Your assignment => How many lines of the data include the string "feature"? State the number and nothing else.

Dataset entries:

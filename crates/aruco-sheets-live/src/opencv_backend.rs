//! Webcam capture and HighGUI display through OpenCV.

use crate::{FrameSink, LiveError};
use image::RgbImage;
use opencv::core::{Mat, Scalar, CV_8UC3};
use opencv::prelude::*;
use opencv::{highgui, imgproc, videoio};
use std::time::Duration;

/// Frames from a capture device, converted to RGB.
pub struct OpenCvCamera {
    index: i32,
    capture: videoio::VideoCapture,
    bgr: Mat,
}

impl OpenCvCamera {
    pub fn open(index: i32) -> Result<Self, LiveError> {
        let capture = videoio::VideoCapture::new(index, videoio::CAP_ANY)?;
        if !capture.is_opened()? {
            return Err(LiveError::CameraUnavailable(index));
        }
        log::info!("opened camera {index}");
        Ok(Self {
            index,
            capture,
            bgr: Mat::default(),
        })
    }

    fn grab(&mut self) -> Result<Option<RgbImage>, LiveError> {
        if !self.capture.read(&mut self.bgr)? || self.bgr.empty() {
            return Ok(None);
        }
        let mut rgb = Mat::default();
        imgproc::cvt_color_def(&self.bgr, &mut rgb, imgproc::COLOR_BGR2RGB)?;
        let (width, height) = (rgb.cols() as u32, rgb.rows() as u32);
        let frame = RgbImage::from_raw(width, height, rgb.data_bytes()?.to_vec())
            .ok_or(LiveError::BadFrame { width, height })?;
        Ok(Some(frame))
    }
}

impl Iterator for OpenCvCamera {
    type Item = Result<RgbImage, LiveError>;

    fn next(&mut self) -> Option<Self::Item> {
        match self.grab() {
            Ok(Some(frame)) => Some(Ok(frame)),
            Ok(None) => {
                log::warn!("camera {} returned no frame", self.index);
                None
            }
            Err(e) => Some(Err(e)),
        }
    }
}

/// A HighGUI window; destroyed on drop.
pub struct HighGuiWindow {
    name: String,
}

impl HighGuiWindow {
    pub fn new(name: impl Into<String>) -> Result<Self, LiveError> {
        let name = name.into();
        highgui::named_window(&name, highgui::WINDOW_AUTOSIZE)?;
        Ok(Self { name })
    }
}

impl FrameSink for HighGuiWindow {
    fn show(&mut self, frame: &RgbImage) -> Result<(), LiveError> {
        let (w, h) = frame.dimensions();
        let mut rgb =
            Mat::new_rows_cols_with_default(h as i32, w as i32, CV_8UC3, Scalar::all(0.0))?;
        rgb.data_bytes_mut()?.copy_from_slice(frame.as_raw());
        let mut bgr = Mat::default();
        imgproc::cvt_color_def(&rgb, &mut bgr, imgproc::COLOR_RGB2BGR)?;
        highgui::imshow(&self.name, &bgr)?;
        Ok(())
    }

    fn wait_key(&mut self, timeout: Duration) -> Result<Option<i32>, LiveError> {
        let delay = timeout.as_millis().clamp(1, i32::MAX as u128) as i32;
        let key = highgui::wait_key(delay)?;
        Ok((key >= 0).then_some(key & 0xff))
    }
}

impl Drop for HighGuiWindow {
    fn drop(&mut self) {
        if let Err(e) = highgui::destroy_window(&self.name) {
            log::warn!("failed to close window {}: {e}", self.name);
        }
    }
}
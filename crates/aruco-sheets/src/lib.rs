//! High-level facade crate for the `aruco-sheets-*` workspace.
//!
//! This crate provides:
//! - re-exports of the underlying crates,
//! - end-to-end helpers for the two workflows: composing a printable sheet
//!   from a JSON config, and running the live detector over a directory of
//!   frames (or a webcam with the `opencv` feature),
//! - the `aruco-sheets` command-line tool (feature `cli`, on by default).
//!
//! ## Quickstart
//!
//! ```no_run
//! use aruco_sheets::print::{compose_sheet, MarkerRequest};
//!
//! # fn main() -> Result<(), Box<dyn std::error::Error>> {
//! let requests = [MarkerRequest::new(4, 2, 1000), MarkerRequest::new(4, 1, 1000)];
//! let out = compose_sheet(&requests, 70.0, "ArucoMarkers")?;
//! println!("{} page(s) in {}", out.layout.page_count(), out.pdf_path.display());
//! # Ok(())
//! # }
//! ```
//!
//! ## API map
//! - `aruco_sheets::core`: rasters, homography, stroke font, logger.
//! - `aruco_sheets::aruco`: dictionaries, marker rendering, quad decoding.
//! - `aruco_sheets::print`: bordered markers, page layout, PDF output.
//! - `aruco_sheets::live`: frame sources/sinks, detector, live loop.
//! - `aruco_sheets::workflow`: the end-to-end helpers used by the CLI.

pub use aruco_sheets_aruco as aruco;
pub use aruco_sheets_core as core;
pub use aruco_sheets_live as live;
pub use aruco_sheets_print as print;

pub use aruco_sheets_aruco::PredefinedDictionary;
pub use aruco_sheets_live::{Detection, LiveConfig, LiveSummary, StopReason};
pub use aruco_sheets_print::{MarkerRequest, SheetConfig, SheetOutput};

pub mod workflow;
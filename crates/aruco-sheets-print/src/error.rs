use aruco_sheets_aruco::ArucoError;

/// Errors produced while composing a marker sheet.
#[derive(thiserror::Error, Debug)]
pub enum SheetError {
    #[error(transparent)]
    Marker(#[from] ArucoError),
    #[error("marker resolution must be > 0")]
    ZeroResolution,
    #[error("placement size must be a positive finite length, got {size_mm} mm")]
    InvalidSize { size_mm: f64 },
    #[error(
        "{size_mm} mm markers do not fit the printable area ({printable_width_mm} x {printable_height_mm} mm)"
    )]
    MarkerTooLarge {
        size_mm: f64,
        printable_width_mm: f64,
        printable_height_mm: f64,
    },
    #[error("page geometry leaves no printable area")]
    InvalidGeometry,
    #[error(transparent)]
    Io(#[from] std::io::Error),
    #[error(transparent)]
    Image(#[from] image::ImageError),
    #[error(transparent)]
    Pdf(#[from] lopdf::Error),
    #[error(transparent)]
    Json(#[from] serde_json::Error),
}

Solution to the exercise => 2